» Entries taken from a collection
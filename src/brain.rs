// src/brain.rs
// TEXT GENERATION BRIDGE
// One trait, two engines: the OpenAI-compatible HTTP client used for real runs,
// and a seeded offline engine that produces look-alike output for dry runs.

use std::sync::Mutex;
use std::time::Duration;

use async_trait::async_trait;
use rand::rngs::StdRng;
use rand::{Rng, SeedableRng};
use serde_json::json;

use crate::config::LlmSettings;
use crate::error::{FairnessError, Result};
use crate::scenarios::{Context, Split, PROPOSAL_USER_PROMPT};

#[derive(Debug, Clone, PartialEq)]
pub struct ChatRequest {
    pub system: String,
    pub user: String,
    pub temperature: f32,
    pub seed: Option<u64>,
    pub max_tokens: Option<u32>,
}

#[async_trait]
pub trait Brain: Send + Sync {
    async fn generate(&self, request: &ChatRequest) -> Result<String>;
}

pub struct OpenAiBrain {
    client: reqwest::Client,
    base_url: String,
    model: String,
    api_key: String,
}

impl OpenAiBrain {
    pub fn new(settings: &LlmSettings) -> Result<Self> {
        let api_key = settings
            .api_key
            .clone()
            .ok_or_else(|| FairnessError::Config("missing API key (set OPENAI_API_KEY)".to_string()))?;

        let client = reqwest::Client::builder()
            .timeout(Duration::from_secs(settings.timeout_secs))
            .build()?;

        Ok(Self {
            client,
            base_url: settings.base_url.clone(),
            model: settings.model.clone(),
            api_key,
        })
    }

    fn completions_url(&self) -> String {
        if self.base_url.ends_with('/') {
            format!("{}chat/completions", self.base_url)
        } else {
            format!("{}/chat/completions", self.base_url)
        }
    }

    fn request_body(&self, request: &ChatRequest) -> serde_json::Value {
        let mut body = json!({
            "model": self.model,
            "messages": [
                { "role": "system", "content": request.system },
                { "role": "user", "content": request.user }
            ],
            "temperature": request.temperature,
        });
        if let Some(seed) = request.seed {
            body["seed"] = json!(seed);
        }
        if let Some(max_tokens) = request.max_tokens {
            body["max_tokens"] = json!(max_tokens);
        }
        body
    }
}

#[async_trait]
impl Brain for OpenAiBrain {
    async fn generate(&self, request: &ChatRequest) -> Result<String> {
        let response = self
            .client
            .post(self.completions_url())
            .bearer_auth(&self.api_key)
            .json(&self.request_body(request))
            .send()
            .await?;

        if !response.status().is_success() {
            let status = response.status();
            let text = response.text().await.unwrap_or_default();
            return Err(FairnessError::Llm(format!("API error ({}): {}", status, text)));
        }

        let json: serde_json::Value = response
            .json()
            .await
            .map_err(|e| FairnessError::Llm(format!("failed to parse JSON: {}", e)))?;

        completion_text(&json)
    }
}

/// `choices[0].message.content`, trimmed.
fn completion_text(json: &serde_json::Value) -> Result<String> {
    json["choices"][0]["message"]["content"]
        .as_str()
        .map(|s| s.trim().to_string())
        .ok_or_else(|| FairnessError::Llm("invalid response format".to_string()))
}

/// Offline engine. Reads the style, split and context back out of the prompts
/// and answers the way a cooperative model would, with seeded noise.
pub struct DemoBrain {
    rng: Mutex<StdRng>,
}

impl DemoBrain {
    pub fn new(seed: u64) -> Self {
        Self {
            rng: Mutex::new(StdRng::seed_from_u64(seed)),
        }
    }

    fn propose(&self, rng: &mut StdRng, system: &str) -> Result<String> {
        let split = split_after(system, "Agent A receives ", "Agent B receives ")?;
        let polite = system.contains("Be polite");
        let justified = system.contains("Clearly justify");

        let opener = if polite {
            ["Hi there, I hope you're doing well.", "Thank you for working with me on this."]
                [rng.gen_range(0..2)]
        } else {
            ["Here's how this is going to go.", "Listen, I've decided."][rng.gen_range(0..2)]
        };
        let offer = format!("I propose that I take {} tokens and you take {}.", split.a, split.b);
        let reason = if justified {
            " This is because I will handle the planning, coordination and final delivery, \
             while you focus on the research tasks."
        } else {
            ""
        };
        let closer = if polite {
            " I'd appreciate your thoughts."
        } else {
            " Take it or leave it."
        };
        Ok(format!("{} {}{}{}", opener, offer, reason, closer))
    }

    fn evaluate(&self, rng: &mut StdRng, request: &ChatRequest) -> Result<String> {
        let split = split_after(&request.user, "Agent A: ", "Agent B: ")?;
        let context = if request.system.contains("competitive project") {
            Context::Competitive
        } else {
            Context::Collaborative
        };
        let polite = request.user.contains("appreciate") || request.user.contains("Thank you");
        let justified = request.user.contains("because");

        let respect: i64 = if polite { rng.gen_range(4..=5) } else { rng.gen_range(1..=2) };
        let explanation: i64 = if justified { rng.gen_range(4..=5) } else { rng.gen_range(1..=3) };

        let skew = split.a.saturating_sub(split.b) as f64 / 2.0;
        let base = match context {
            Context::Collaborative => 0.8,
            Context::Competitive => 0.5,
        };
        let p_accept = (base + 0.1 * (respect as f64 - 3.0) + 0.1 * (explanation as f64 - 3.0)
            - 0.15 * skew)
            .clamp(0.02, 0.98);
        let accept = rng.gen_bool(p_accept);

        let proposal = request
            .user
            .split("\n\n")
            .nth(1)
            .unwrap_or_default()
            .to_string();
        let explanation_key = if rng.gen_bool(0.5) {
            "explanaton_rating"
        } else {
            "explanation_rating"
        };

        let mut evaluation = json!({
            "proposal": proposal,
            "respect_rating": respect,
            "respect_comment": if polite { "The tone was courteous." } else { "The tone was curt and controlling." },
            "disrespect_example": if polite { "" } else { "Take it or leave it." },
            "better_explanation": if justified { "The task breakdown was clear." } else { "Explain why the split is fair." },
            "accept": accept,
            "main_reason_for_decision": if accept { "The split is acceptable given the explanation." } else { "The split feels unfair." },
        });
        evaluation[explanation_key] = json!(explanation);

        let text = serde_json::to_string_pretty(&evaluation)?;
        if rng.gen_bool(0.25) {
            Ok(format!("```json\n{}\n```", text))
        } else {
            Ok(text)
        }
    }
}

#[async_trait]
impl Brain for DemoBrain {
    async fn generate(&self, request: &ChatRequest) -> Result<String> {
        let mut rng = self
            .rng
            .lock()
            .map_err(|_| FairnessError::Llm("demo generator lock poisoned".to_string()))?;
        if request.user == PROPOSAL_USER_PROMPT {
            self.propose(&mut rng, &request.system)
        } else {
            self.evaluate(&mut rng, request)
        }
    }
}

/// Pulls "N tokens" following each marker out of a prompt.
fn split_after(text: &str, marker_a: &str, marker_b: &str) -> Result<Split> {
    let number_after = |marker: &str| -> Result<u32> {
        let start = text
            .find(marker)
            .ok_or_else(|| FairnessError::Parse(format!("prompt lacks '{}'", marker.trim())))?
            + marker.len();
        text[start..]
            .chars()
            .take_while(|c| c.is_ascii_digit())
            .collect::<String>()
            .parse()
            .map_err(|_| FairnessError::Parse(format!("no token count after '{}'", marker.trim())))
    };
    Ok(Split::new(number_after(marker_a)?, number_after(marker_b)?))
}
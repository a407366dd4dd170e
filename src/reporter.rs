// src/reporter.rs
// CSV export and console tables for every stage.

use std::collections::BTreeSet;
use std::path::Path;

use csv::Writer;
use serde::Serialize;

use crate::aggregate::SummaryRow;
use crate::edge_cases::EdgeCase;
use crate::error::Result;
use crate::models::{Coefficient, FeatureImportance, FitAccuracy};
use crate::normalize::FlatRecord;

pub struct Reporter;

fn acceptance<'a>(rows: impl Iterator<Item = &'a FlatRecord>) -> (usize, f64) {
    let (n, accepted) = rows.fold((0usize, 0usize), |(n, a), r| (n + 1, a + usize::from(r.accept)));
    let pct = if n == 0 { 0.0 } else { accepted as f64 / n as f64 * 100.0 };
    (n, pct)
}

fn cell(value: Option<f64>) -> String {
    value.map_or_else(|| "NaN".to_string(), |v| format!("{:.6}", v))
}

fn failure_lines(stage: &str, failures: &[String]) -> Vec<String> {
    if failures.is_empty() {
        return Vec::new();
    }
    let mut lines = vec![format!("⚠️  {} {} fit(s) skipped:", failures.len(), stage)];
    lines.extend(failures.iter().map(|f| format!("  - {}", f)));
    lines
}

impl Reporter {
    /// Header row comes from the serde field names.
    pub fn export_csv<T: Serialize>(path: &Path, rows: &[T]) -> Result<()> {
        let mut wtr = Writer::from_path(path)?;
        for row in rows {
            wtr.serialize(row)?;
        }
        wtr.flush()?;
        tracing::info!(path = %path.display(), rows = rows.len(), "CSV exported");
        Ok(())
    }

    pub fn print_summary_table(rows: &[SummaryRow]) {
        println!(
            "{:<10} {:<14} {:<5} {:>18} {:>16} {:>18} {:>16} {:>11} {:>11}",
            "Condition",
            "Context",
            "Split",
            "interpersonal_mean",
            "interpersonal_sd",
            "informational_mean",
            "informational_sd",
            "accept_mean",
            "accept_sd"
        );
        for r in rows {
            println!(
                "{:<10} {:<14} {:<5} {:>18} {:>16} {:>18} {:>16} {:>11} {:>11}",
                r.condition,
                r.context,
                r.split,
                cell(r.interpersonal_mean),
                cell(r.interpersonal_sd),
                cell(r.informational_mean),
                cell(r.informational_sd),
                cell(r.accept_mean),
                cell(r.accept_sd)
            );
        }
    }

    /// Acceptance rate per context and per condition.
    pub fn print_run_summary(rows: &[FlatRecord], skipped: usize) {
        println!("\nSIMULATION SUMMARY");
        println!("------------------------------------------");
        println!("Evaluations parsed: {}", rows.len());
        println!("Evaluations skipped: {}", skipped);

        let contexts: BTreeSet<&str> = rows.iter().map(|r| r.context.as_str()).collect();
        println!("\nAcceptance by context:");
        for context in contexts {
            let (n, pct) = acceptance(rows.iter().filter(|r| r.context == context));
            println!("  {:<14} {:>5.1}%  (n={})", context, pct, n);
        }

        let conditions: BTreeSet<&str> = rows.iter().map(|r| r.condition.as_str()).collect();
        println!("\nAcceptance by condition:");
        for condition in conditions {
            let (n, pct) = acceptance(rows.iter().filter(|r| r.condition == condition));
            println!("  {:<14} {:>5.1}%  (n={})", condition, pct, n);
        }
        println!("------------------------------------------\n");
    }

    pub fn print_accuracies(accuracies: &[FitAccuracy]) {
        for acc in accuracies {
            match acc.penalty {
                Some(penalty) => println!(
                    "Accuracy for context '{}' with penalty '{}': {:.2}",
                    acc.context, penalty, acc.accuracy
                ),
                None => println!("Accuracy for context '{}': {:.2}", acc.context, acc.accuracy),
            }
        }
    }

    pub fn print_importances(rows: &[FeatureImportance]) {
        println!("{:<20} {:>10}  {}", "Feature", "Importance", "Context");
        for r in rows {
            println!("{:<20} {:>10.6}  {}", r.feature, r.importance, r.context);
        }
    }

    pub fn print_coefficients(rows: &[Coefficient]) {
        println!("{:<20} {:>12}  {:<6} {}", "Feature", "Coefficient", "Penalty", "Context");
        for r in rows {
            println!(
                "{:<20} {:>12.6}  {:<6} {}",
                r.feature,
                r.coefficient,
                r.penalty.label(),
                r.context
            );
        }
    }

    /// Fits that were skipped (e.g. a single-class context). Prints nothing when all succeeded.
    pub fn print_failures(stage: &str, failures: &[String]) {
        for line in failure_lines(stage, failures) {
            println!("{}", line);
        }
    }

    pub fn print_edge_cases(cases: &[EdgeCase], limit: usize) {
        println!("Edge cases selected: {}", cases.len());
        for case in cases.iter().take(limit) {
            let preview: String = case.proposal_message.chars().take(70).collect();
            println!(
                "  [{}] {} | {} | {} | \"{}\"",
                case.context, case.split, case.accepted, case.condition, preview
            );
        }
    }
}

#[cfg(test)]
mod tests {
    use super::*;
    use crate::models::logistic::Penalty;

    #[test]
    fn export_uses_serde_headers() {
        let dir = tempfile::tempdir().unwrap();
        let path = dir.path().join("coef.csv");
        let rows = vec![Coefficient {
            feature: "split_encoded".into(),
            coefficient: -1.25,
            penalty: Penalty::L1,
            context: "competitive".into(),
        }];
        Reporter::export_csv(&path, &rows).unwrap();
        let text = std::fs::read_to_string(&path).unwrap();
        assert_eq!(text, "Feature,Coefficient,Penalty,Context\nsplit_encoded,-1.25,Lasso,competitive\n");
    }

    #[test]
    fn skipped_fits_are_listed_under_a_count() {
        assert!(failure_lines("logistic", &[]).is_empty());

        let failures = vec![
            "competitive (l2): model error: single class".to_string(),
            "competitive (l1): model error: single class".to_string(),
        ];
        let lines = failure_lines("logistic", &failures);
        assert_eq!(lines.len(), 3);
        assert!(lines[0].contains("2 logistic fit(s) skipped"));
        assert_eq!(lines[1], "  - competitive (l2): model error: single class");
        assert_eq!(lines[2], "  - competitive (l1): model error: single class");
    }

    #[test]
    fn missing_values_print_as_nan() {
        assert_eq!(cell(None), "NaN");
        assert_eq!(cell(Some(0.5)), "0.500000");
    }
}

» PROBLEM DETAILS
Lines that include the word "logistic" — how many are there in the data? Answer with the number alone.

» TASK OUTPUT
4